Last spring, tight end Vaughn Charlton put on the pounds to switch to his current position.
To most people, gaining 47 pounds would be a nightmare. For the football team’s senior tight end Vaughn Charlton, it was an accomplishment.
Charlton weighed 205 pounds during his senior year of high school. After he started three games as a freshman quarterback, Charlton would put approximately 30 more pounds and 13 starts underneath his belt before switching to tight end the spring before his senior season. The position change, which was Charlton’s idea, required the product of Avon Grove, Pa., to pack on even more weight to successfully play his new position.
Despite weighing in at 235 pounds at the end of his junior season, Charlton would need to add 15 pounds as quickly as possible simply to be an average-sized tight end. He ended up gaining 17.
To do this, Charlton relied on a tried and true method – eating a ridiculously large amount of food.
“You have to eat until you feel uncomfortable every meal,” Charlton said. “You eat whatever is put in front of you.”
But the Temple athletic training staff seems to make it a little more complicated than that.
All Temple student-athletes, not just football players, have access to a program called Vitabot. Athletes put their favorite foods into Vitabot, along with their athletic goals, such as maintaining weight, gaining weight or reducing fat levels. With that information, Vitabot helps customize meal plans for the athletes to better fit each individual’s needs.
At the end of the day, athletes using the program inform Vitabot what they ate that day and, based on their caloric intake, receive a letter grade, which reflects whether the appropriate level of daily vitamins were obtained.
“If you want to gain a healthy weight and gain body mass, you want to eat a lot of carbohydrates and protein,” Charlton said.
“We make sure that while athletes are working out, we get that protein in their systems so their muscles can grow,” said Travis McCormack, an assistant athletic trainer. “A lot of what we do in the weight-gaining process is a natural gain. We’re not going to force weight upon a guy by having them eat whatever and get them [up in weight] quickly. We’re trying to do it in a healthy fashion.”
In addition to taking in extra calories and protein, Charlton spent more time in the team’s weight facility throughout his weight-gaining process. Directly after he finished his normal workouts, Charlton would complete an extra half-hour workout.
But Charlton’s progress didn’t come without bumps in the road. After he gained the weight, Charlton had difficulty adjusting to his new body shape. Four weeks into training camp, he collapsed during a practice.
“In camp, my body wasn’t fully adjusted, and the fourth day in, I had a heat stroke,” Charlton said. “My body temperature got up to 106 degrees. After a heat stroke, you have concussion-like symptoms for a while. My brain was mush. People would talk to me, and I wouldn’t understand what they were saying.”
While Charlton said he believes his heat stroke was probably a result of his weight gain, McCormack said it is likely he would have suffered the setback even if he hadn’t packed on the extra pounds.
“A heat stroke is caused by a loss of fluids in the body,” McCormack said. “Adding weight to yourself is going to change it some, but it won’t have a huge, substantial impact.”

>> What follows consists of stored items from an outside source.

//! Text tokenization and stemming for search indexing.
//!
//! The same [`Tokenizer`] instance normalizes text at build time and at query
//! time. Recall depends on both sides producing identical terms, so the frozen
//! index owns its tokenizer and the query engine borrows it from there.

use rust_stemmers::{Algorithm, Stemmer};
use serde::{Deserialize, Serialize};
use std::fmt;
use std::sync::Arc;

/// Common English stop words filtered out before interning.
/// These high-frequency words add little value to search relevance.
pub(crate) const STOP_WORDS: &[&str] = &[
    "a", "an", "and", "are", "as", "at", "be", "by", "for", "from", "has", "he", "in", "is", "it",
    "its", "of", "on", "that", "the", "to", "was", "will", "with",
];

/// Default minimum token length. Single characters are almost never useful
/// query terms in prose documentation.
const DEFAULT_MIN_TOKEN_LENGTH: usize = 2;

/// Normalizes a lowercased token to its index term. The default is the
/// identity function; [`StemAlgorithm::English`] plugs in Snowball stemming.
pub trait Stem: Send + Sync {
    fn stem(&self, token: &str) -> String;
}

/// Pass-through stemmer: the term is the lowercased token itself.
pub struct IdentityStem;

impl Stem for IdentityStem {
    fn stem(&self, token: &str) -> String {
        token.to_string()
    }
}

/// English Snowball stemmer ("working" and "works" both index as "work").
pub struct EnglishStem(Stemmer);

impl EnglishStem {
    pub fn new() -> Self {
        Self(Stemmer::create(Algorithm::English))
    }
}

impl Default for EnglishStem {
    fn default() -> Self {
        Self::new()
    }
}

impl Stem for EnglishStem {
    fn stem(&self, token: &str) -> String {
        self.0.stem(token).into_owned()
    }
}

/// Named stemmer selection, serialized with the index so a deserialized
/// index reproduces the build-time normalization exactly.
#[derive(Debug, Clone, Copy, PartialEq, Eq, Default, Serialize, Deserialize)]
pub enum StemAlgorithm {
    #[default]
    Identity,
    English,
}

impl StemAlgorithm {
    fn instantiate(self) -> Arc<dyn Stem> {
        match self {
            Self::Identity => Arc::new(IdentityStem),
            Self::English => Arc::new(EnglishStem::new()),
        }
    }
}

/// Tokenizer settings, part of the serialized index format.
#[derive(Debug, Clone, PartialEq, Eq, Serialize, Deserialize)]
pub struct TokenizerConfig {
    /// Tokens shorter than this are discarded.
    pub min_token_length: usize,
    /// Whether [`STOP_WORDS`] are discarded.
    pub filter_stopwords: bool,
    /// Which built-in stemmer normalizes surviving tokens.
    pub stemmer: StemAlgorithm,
}

impl Default for TokenizerConfig {
    fn default() -> Self {
        Self {
            min_token_length: DEFAULT_MIN_TOKEN_LENGTH,
            filter_stopwords: true,
            stemmer: StemAlgorithm::default(),
        }
    }
}

/// Shared build-time / query-time normalization pipeline.
///
/// Splits on non-alphanumeric boundaries, lowercases, drops short tokens and
/// stop words, then applies the configured stemmer hook.
pub struct Tokenizer {
    config: TokenizerConfig,
    stemmer: Arc<dyn Stem>,
}

impl fmt::Debug for Tokenizer {
    fn fmt(&self, f: &mut fmt::Formatter<'_>) -> fmt::Result {
        f.debug_struct("Tokenizer")
            .field("config", &self.config)
            .finish_non_exhaustive()
    }
}

impl Tokenizer {
    pub fn new(config: TokenizerConfig) -> Self {
        let stemmer = config.stemmer.instantiate();
        Self { config, stemmer }
    }

    /// Replaces the stemmer hook with a caller-supplied implementation.
    ///
    /// A custom hook is not named by [`StemAlgorithm`], so it does not survive
    /// serialization; callers must re-attach it after deserializing.
    pub fn with_stem(config: TokenizerConfig, stemmer: Arc<dyn Stem>) -> Self {
        Self { config, stemmer }
    }

    pub fn config(&self) -> &TokenizerConfig {
        &self.config
    }

    /// Tokenizes `text` into normalized index terms. Tokens that normalize to
    /// the empty string are dropped, never returned.
    pub fn tokenize(&self, text: &str) -> Vec<String> {
        text.split(|c: char| !c.is_alphanumeric())
            .filter_map(|raw| self.normalize(raw))
            .collect()
    }

    /// Normalizes a single raw token, returning `None` when it is filtered.
    /// Empty terms are filtered unconditionally, even at a zero minimum
    /// length and even when the stem hook empties a non-empty token.
    fn normalize(&self, raw: &str) -> Option<String> {
        if raw.is_empty() || raw.chars().count() < self.config.min_token_length {
            return None;
        }
        let lowered = raw.to_lowercase();
        if self.config.filter_stopwords && STOP_WORDS.contains(&lowered.as_str()) {
            return None;
        }
        let stemmed = self.stemmer.stem(&lowered);
        (!stemmed.is_empty()).then_some(stemmed)
    }
}
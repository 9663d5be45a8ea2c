//! Whole-index construction from extracted document text.
//!
//! The mutable build state and the immutable query state are separate types:
//! [`IndexBuilder`] grows the tables, and [`IndexBuilder::finish`] consumes
//! it into a [`SearchIndex`] that exposes no mutation at all. Freezing is a
//! type change, not a runtime flag.

use std::collections::BTreeMap;
use tokio_util::sync::CancellationToken;

use crate::error::{IndexError, Result};
use crate::index::{Document, EnvStamp, SearchIndex};
use crate::interner::TermInterner;
use crate::objects::{ObjectEntry, ObjectIndex};
use crate::postings::{DocId, MatchClass, PostingStore};
use crate::tokenize::{Tokenizer, TokenizerConfig};

/// One `(docname, title, text)` triple from the extraction pipeline.
#[derive(Debug, Clone)]
pub struct DocumentInput {
    pub docname: String,
    pub title: String,
    pub text: String,
}

impl DocumentInput {
    pub fn new(
        docname: impl Into<String>,
        title: impl Into<String>,
        text: impl Into<String>,
    ) -> Self {
        Self {
            docname: docname.into(),
            title: title.into(),
            text: text.into(),
        }
    }
}

/// Accumulates documents and objects, then freezes into a [`SearchIndex`].
///
/// At most one builder mutates a given index-in-progress, and nothing can
/// query it before `finish`; readers only ever see complete indices.
pub struct IndexBuilder {
    docs: Vec<Document>,
    interner: TermInterner,
    postings: PostingStore,
    objects: ObjectIndex,
    tokenizer: Tokenizer,
    domains: BTreeMap<String, u32>,
}

impl IndexBuilder {
    pub fn new(config: TokenizerConfig, domains: BTreeMap<String, u32>) -> Self {
        Self::with_tokenizer(Tokenizer::new(config), domains)
    }

    /// Builder over a caller-constructed tokenizer, for custom stem hooks.
    pub fn with_tokenizer(tokenizer: Tokenizer, domains: BTreeMap<String, u32>) -> Self {
        Self {
            docs: Vec::new(),
            interner: TermInterner::default(),
            postings: PostingStore::default(),
            objects: ObjectIndex::default(),
            tokenizer,
            domains,
        }
    }

    /// Registers a document and indexes its title and body. Docids are
    /// assigned densely in call order.
    pub fn add_document(&mut self, input: DocumentInput) -> Result<DocId> {
        if input.docname.trim().is_empty() {
            return Err(IndexError::EmptyDocname {
                index: self.docs.len(),
            });
        }
        let doc = self.docs.len() as DocId;
        self.index_field(&input.title, doc, MatchClass::Title);
        self.index_field(&input.text, doc, MatchClass::Body);
        self.docs.push(Document {
            docname: input.docname,
            title: input.title,
        });
        Ok(doc)
    }

    fn index_field(&mut self, text: &str, doc: DocId, class: MatchClass) {
        for token in self.tokenizer.tokenize(text) {
            let term = self.interner.intern(&token);
            self.postings.add(term, doc, class);
        }
    }

    /// Registers a named object against an already-added document.
    pub fn add_object(
        &mut self,
        name: impl Into<String>,
        doc: DocId,
        label: impl Into<String>,
        kind: impl Into<String>,
        priority: u32,
    ) -> Result<()> {
        let name = name.into();
        if doc as usize >= self.docs.len() {
            return Err(IndexError::UnknownDocument { name, doc });
        }
        self.objects.add(ObjectEntry {
            name,
            doc,
            label: label.into(),
            kind: kind.into(),
            priority,
        });
        Ok(())
    }

    /// Freezes the builder into an immutable, queryable index.
    pub fn finish(mut self) -> SearchIndex {
        self.objects.freeze();
        let stamp = EnvStamp::new(self.domains);
        tracing::info!(
            documents = self.docs.len(),
            terms = self.interner.len(),
            objects = self.objects.len(),
            "froze search index"
        );
        SearchIndex::new(
            self.docs,
            self.interner,
            self.postings,
            self.objects,
            stamp,
            self.tokenizer,
        )
    }

    /// All-or-nothing convenience build: any malformed triple aborts the
    /// whole run and no index is produced.
    pub fn build(
        config: TokenizerConfig,
        domains: BTreeMap<String, u32>,
        docs: impl IntoIterator<Item = DocumentInput>,
    ) -> Result<SearchIndex> {
        Self::build_with_cancel(config, domains, docs, &CancellationToken::new())
    }

    /// Like [`Self::build`], but checks `cancel` between documents and
    /// abandons the in-progress build when it fires. A previously published
    /// index is unaffected either way.
    pub fn build_with_cancel(
        config: TokenizerConfig,
        domains: BTreeMap<String, u32>,
        docs: impl IntoIterator<Item = DocumentInput>,
        cancel: &CancellationToken,
    ) -> Result<SearchIndex> {
        let start = std::time::Instant::now();
        let mut builder = Self::new(config, domains);
        for input in docs {
            if cancel.is_cancelled() {
                return Err(IndexError::BuildCancelled);
            }
            builder.add_document(input)?;
        }
        let index = builder.finish();
        tracing::debug!("index build completed in {:?}", start.elapsed());
        Ok(index)
    }
}
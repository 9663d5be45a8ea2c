//! Tracing initialization.

use std::sync::Once;
use tracing_subscriber::EnvFilter;

static INIT: Once = Once::new();

/// Initialize tracing output to stderr. Safe to call multiple times; later
/// calls are no-ops.
pub fn init() {
    INIT.call_once(|| {
        let filter = EnvFilter::from_default_env().add_directive(tracing::Level::INFO.into());
        if let Err(e) = tracing_subscriber::fmt()
            .with_env_filter(filter)
            .with_writer(std::io::stderr)
            .with_ansi(false)
            .compact()
            .try_init()
        {
            eprintln!("Failed to initialize tracing: {e}");
        }
    });
}
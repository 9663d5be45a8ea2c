//! Posting storage: per-term ordered document sets, split by match class.

use crate::interner::TermId;

/// Dense, zero-based position of a document in the built document array.
pub type DocId = u32;

/// Where a term occurrence came from. Title hits are much stronger relevance
/// evidence than body hits and score accordingly.
#[derive(Debug, Clone, Copy, PartialEq, Eq)]
pub enum MatchClass {
    Title,
    Body,
}

/// The ordered document sets for one term, one per match class.
///
/// Both sets are sorted ascending and de-duplicated: a document appears at
/// most once per class no matter how often the term occurs in it. A document
/// may appear in both classes when the title repeats a body word; scoring
/// takes the higher class only, never the sum.
#[derive(Debug, Default, Clone, PartialEq, Eq)]
pub struct PostingList {
    title: Vec<DocId>,
    body: Vec<DocId>,
}

/// Shared empty list returned for terms the index never saw.
static EMPTY_POSTINGS: PostingList = PostingList {
    title: Vec::new(),
    body: Vec::new(),
};

impl PostingList {
    pub(crate) fn new(title: Vec<DocId>, body: Vec<DocId>) -> Self {
        Self { title, body }
    }

    pub fn title_docs(&self) -> &[DocId] {
        &self.title
    }

    pub fn body_docs(&self) -> &[DocId] {
        &self.body
    }

    pub fn is_empty(&self) -> bool {
        self.title.is_empty() && self.body.is_empty()
    }

    fn set_mut(&mut self, class: MatchClass) -> &mut Vec<DocId> {
        match class {
            MatchClass::Title => &mut self.title,
            MatchClass::Body => &mut self.body,
        }
    }
}

/// Posting lists for every interned term, indexed by [`TermId`].
///
/// Grows in lockstep with the interner during a build; frozen afterwards.
#[derive(Debug, Default, Clone)]
pub struct PostingStore {
    lists: Vec<PostingList>,
}

impl PostingStore {
    /// Registers a `(term, doc)` posting. Idempotent per document and class:
    /// repeated occurrences of a term in one document insert once.
    pub(crate) fn add(&mut self, term: TermId, doc: DocId, class: MatchClass) {
        let slot = term as usize;
        if slot >= self.lists.len() {
            self.lists.resize(slot + 1, PostingList::default());
        }
        let set = self.lists[slot].set_mut(class);
        // Build order is ascending by docid, so the common case is a tail
        // append or a duplicate of the tail.
        match set.last() {
            Some(&last) if last == doc => {}
            Some(&last) if last < doc => set.push(doc),
            None => set.push(doc),
            _ => {
                if let Err(pos) = set.binary_search(&doc) {
                    set.insert(pos, doc);
                }
            }
        }
    }

    /// The posting list for `term`. Unknown terms yield empty sets; absence
    /// is a valid "no matches" result, never an error.
    pub fn postings(&self, term: TermId) -> &PostingList {
        self.lists.get(term as usize).unwrap_or(&EMPTY_POSTINGS)
    }

    pub(crate) fn into_lists(self) -> Vec<PostingList> {
        self.lists
    }

    pub(crate) fn from_lists(lists: Vec<PostingList>) -> Self {
        Self { lists }
    }
}

#[cfg(test)]
mod tests {
    use super::*;
    use assert2::check;

    #[test]
    fn add_is_idempotent_per_doc_and_class() {
        let mut store = PostingStore::default();
        store.add(0, 4, MatchClass::Body);
        store.add(0, 4, MatchClass::Body);
        store.add(0, 4, MatchClass::Title);
        check!(store.postings(0).body_docs() == [4]);
        check!(store.postings(0).title_docs() == [4]);
    }

    #[test]
    fn sets_stay_sorted() {
        let mut store = PostingStore::default();
        for doc in [1, 9, 3, 9, 0] {
            store.add(2, doc, MatchClass::Body);
        }
        check!(store.postings(2).body_docs() == [0, 1, 3, 9]);
    }

    #[test]
    fn unknown_term_yields_empty_sets() {
        let store = PostingStore::default();
        let postings = store.postings(99);
        check!(postings.is_empty());
        check!(postings.title_docs().is_empty());
        check!(postings.body_docs().is_empty());
    }
}
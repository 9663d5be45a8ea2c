mod common;

use std::collections::BTreeMap;
use std::sync::Arc;

use assert2::check;
use common::{corpus, fixture_domains, fixture_index, fixture_searcher};
use docsearch::{
    IndexBuilder, IndexError, Searcher, TokenizerConfig, from_json, read_snapshot, to_json,
    write_snapshot,
};

const QUERIES: &[&str] = &[
    "fox",
    "quick fox",
    "par",
    "parse",
    "pkg.parser.parse",
    "guide",
    "nonexistentword",
];

/// Serialize, deserialize, and compare search results query by query.
#[test]
fn json_round_trip_preserves_results() {
    let original = fixture_searcher();
    let json = to_json(original.index()).unwrap();
    let reloaded = Searcher::new(Arc::new(from_json(&json).unwrap()), fixture_domains());

    for &query in QUERIES {
        check!(
            original.search(query).unwrap() == reloaded.search(query).unwrap(),
            "query '{query}' diverged after round trip"
        );
    }
}

#[test]
fn snapshot_round_trip_preserves_results() {
    let dir = tempfile::tempdir().unwrap();
    let path = dir.path().join("docs.index");

    let original = fixture_searcher();
    write_snapshot(original.index(), &path).unwrap();
    let reloaded = Searcher::new(Arc::new(read_snapshot(&path).unwrap()), fixture_domains());

    check!(reloaded.index().document_count() == original.index().document_count());
    check!(reloaded.index().term_count() == original.index().term_count());
    for &query in QUERIES {
        check!(original.search(query).unwrap() == reloaded.search(query).unwrap());
    }
}

/// The environment stamp survives serialization, so a reloaded stale index
/// still refuses to answer.
#[test]
fn reloaded_index_keeps_its_stamp() {
    let domains: BTreeMap<String, u32> = [("api".to_string(), 2)].into_iter().collect();
    let index = IndexBuilder::build(TokenizerConfig::default(), domains.clone(), corpus()).unwrap();
    let reloaded = from_json(&to_json(&index).unwrap()).unwrap();
    check!(reloaded.stamp().domains == domains);

    let expected: BTreeMap<String, u32> = [("api".to_string(), 3)].into_iter().collect();
    let err = Searcher::new(Arc::new(reloaded), expected)
        .search("fox")
        .unwrap_err();
    check!(matches!(err, IndexError::Incompatible { .. }));
}

#[test]
fn truncated_snapshot_is_rejected() {
    let dir = tempfile::tempdir().unwrap();
    let path = dir.path().join("docs.index");

    write_snapshot(&fixture_index(), &path).unwrap();
    let bytes = std::fs::read(&path).unwrap();
    std::fs::write(&path, &bytes[..bytes.len() / 2]).unwrap();

    check!(read_snapshot(&path).is_err());
}
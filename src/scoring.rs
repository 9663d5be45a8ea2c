//! Relevance weights and per-term scoring.
//!
//! A document's score for a query is the sum over query tokens of that
//! token's best single contribution, plus flat bonuses. Weights are tunable
//! constants with two hard orderings baked in: title beats body, and exact
//! term resolution beats prefix fallback.

use crate::postings::{DocId, PostingList};

/// Weight of an exact term occurring in a document title.
pub const TITLE_WEIGHT: u32 = 15;
/// Weight of an exact term occurring in a document body.
pub const BODY_WEIGHT: u32 = 5;
/// Title weight when the term was reached through prefix fallback.
pub const PARTIAL_TITLE_WEIGHT: u32 = 7;
/// Body weight when the term was reached through prefix fallback.
pub const PARTIAL_BODY_WEIGHT: u32 = 2;
/// Flat bonus when the raw query appears verbatim in the title, at word
/// boundaries; in-word substrings do not qualify.
pub const TITLE_PHRASE_BONUS: u32 = 10;
/// Score of an object entry whose qualified name matches the query exactly.
pub const OBJECT_EXACT_WEIGHT: u32 = 20;
/// Score of an object entry matched on its final path segment.
pub const OBJECT_SUFFIX_WEIGHT: u32 = 16;

/// Best contribution of one term for one document.
///
/// A document listed in both classes counts the title weight only; summing
/// the classes would let a title that repeats body words inflate itself.
pub fn term_weight(postings: &PostingList, doc: DocId, exact: bool) -> Option<u32> {
    if postings.title_docs().binary_search(&doc).is_ok() {
        Some(if exact { TITLE_WEIGHT } else { PARTIAL_TITLE_WEIGHT })
    } else if postings.body_docs().binary_search(&doc).is_ok() {
        Some(if exact { BODY_WEIGHT } else { PARTIAL_BODY_WEIGHT })
    } else {
        None
    }
}
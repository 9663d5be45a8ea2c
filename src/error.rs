//! Error handling types for index building, loading, and querying.

use thiserror::Error;

/// A specialized Result type for docsearch operations.
pub type Result<T, E = IndexError> = std::result::Result<T, E>;

/// All failure modes surfaced by this crate.
///
/// Build failures are all-or-nothing: a failed build never publishes a
/// partial index. Query time can only fail with [`IndexError::Incompatible`],
/// which the caller recovers from by triggering a rebuild.
#[derive(Error, Debug)]
pub enum IndexError {
    /// A document triple was submitted without a docname.
    #[error("document {index} has an empty docname")]
    EmptyDocname { index: usize },

    /// An object entry referenced a docid outside the document array.
    #[error("object '{name}' references unknown document {doc}")]
    UnknownDocument { name: String, doc: u32 },

    /// A build was abandoned via its cancellation token.
    #[error("index build cancelled")]
    BuildCancelled,

    /// The loaded index was produced against a different schema version set.
    /// Detected at load or query time, always before any postings are read.
    #[error("incompatible index: {reason}")]
    Incompatible { reason: String },

    /// A term id was resolved that this index never produced. Ids are only
    /// valid against the interner that minted them, so hitting this is an
    /// internal invariant violation, not a caller-recoverable state.
    #[error("unknown term id {0}")]
    UnknownTerm(u32),

    /// The interchange document could not be parsed.
    #[error("malformed index document: {0}")]
    Json(#[from] serde_json::Error),

    /// The binary snapshot could not be decoded.
    #[error("malformed index snapshot: {0}")]
    Snapshot(#[from] postcard::Error),

    /// Snapshot file I/O failed.
    #[error("snapshot io: {0}")]
    Io(#[from] std::io::Error),
}

#[cfg(test)]
mod tests {
    use super::*;
    use assert2::check;

    #[test]
    fn display_carries_context() {
        let err = IndexError::EmptyDocname { index: 3 };
        check!(err.to_string() == "document 3 has an empty docname");

        let err = IndexError::Incompatible {
            reason: "domain 'api': index has 2, expected 3".to_string(),
        };
        check!(err.to_string().contains("domain 'api'"));
    }
}
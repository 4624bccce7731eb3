//! Resilient exchange-based pub/sub client
//!
//! This library publishes and consumes messages through an AMQP-style broker
//! and keeps doing so while the network session comes and goes. A single
//! [`Supervisor`] owns the broker session, detects its loss, reconnects with
//! capped exponential backoff and replays exchanges and subscriptions, so
//! that [`Writer`]s and [`Reader`]s only ever see a brief gap in traffic.
//!
//! ```no_run
//! # use warren::{BrokerConfig, Writer};
//! # async fn example() -> warren::Result<()> {
//! let config = BrokerConfig::new("localhost", 5672, "guest", "guest");
//! let (writer, port) = Writer::connect(config, "rhtest", "fanout+ad", "").await?;
//! writer.start()?;
//! port.send("hello").await?;
//! writer.close().await;
//! # Ok(())
//! # }
//! ```

// Import all sub modules once...
mod macros;

mod admin;
mod backoff;
mod config;
mod domain;
mod error;
mod exchange_spec;
mod reader;
mod supervisor;
mod transport;
mod writer;

pub(crate) use macros::{log_debug, log_error, log_info, log_warn};

// Re-export main types
pub use admin::ExchangeAdmin;
pub use reader::{sink_fn, DeliverySink, FnSink, Reader};
pub use supervisor::{Status, SubscriptionId, Supervisor, SupervisorState};
pub use writer::{OutboundMessage, SendPort, Writer};

pub use config::{BackoffConfig, BrokerConfig};
pub use error::{Result, WarrenError};
pub use exchange_spec::{ExchangeKind, ExchangeSpec, ParseError, ParseErrorKind, QueueSpec, RouteSpec};

pub use transport::MemoryBroker;

#[cfg(feature = "transport_lapin")]
pub use transport::LapinConnector;

// --- public re-exports
pub use domain::{
    //
    Binding,
    Connector,
    ConnectorPtr,
    Delivery,
    DeliveryStream,
    Session,
    SessionPtr,
};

One way the training staff can help prevent incidents like Charlton’s is through the use of a weight chart. Every player must weigh in before and after every practice. After players return from class or lunch, if they do not weigh in at a level close to the weight they were at before losing the fluids, they are barred from future practices until they return to their original weight, McCormack said.
“There are situations where players will lose excessive amounts of weight due to fluid loss, and if they don’t regain a certain amount of the weight that they’ve loss, they’re going to be held from practice,” McCormack said.
“We’re not going to put them into a dangerous situation,” McCormack added. “If a player loses a couple of pounds in practice, goes and has lunch and comes back, and they’ve gained that weight back, then that means they’re going about things the healthy way.”
Charlton’s work has paid off on the gridiron. The former signal-caller recorded his first career start at tight end in the Owls’ victory over Connecticut. Charlton’s two catches also tied for the second-most in the win over Central Michigan. Despite Charlton’s weight gain and results on the playing field, he must still regularly deal with the changes in his body.
“Getting used to doing everyday things is a task in itself,” Charlton said. “It’s like going through life with a weight vest on. It’s definitely something to get used to.”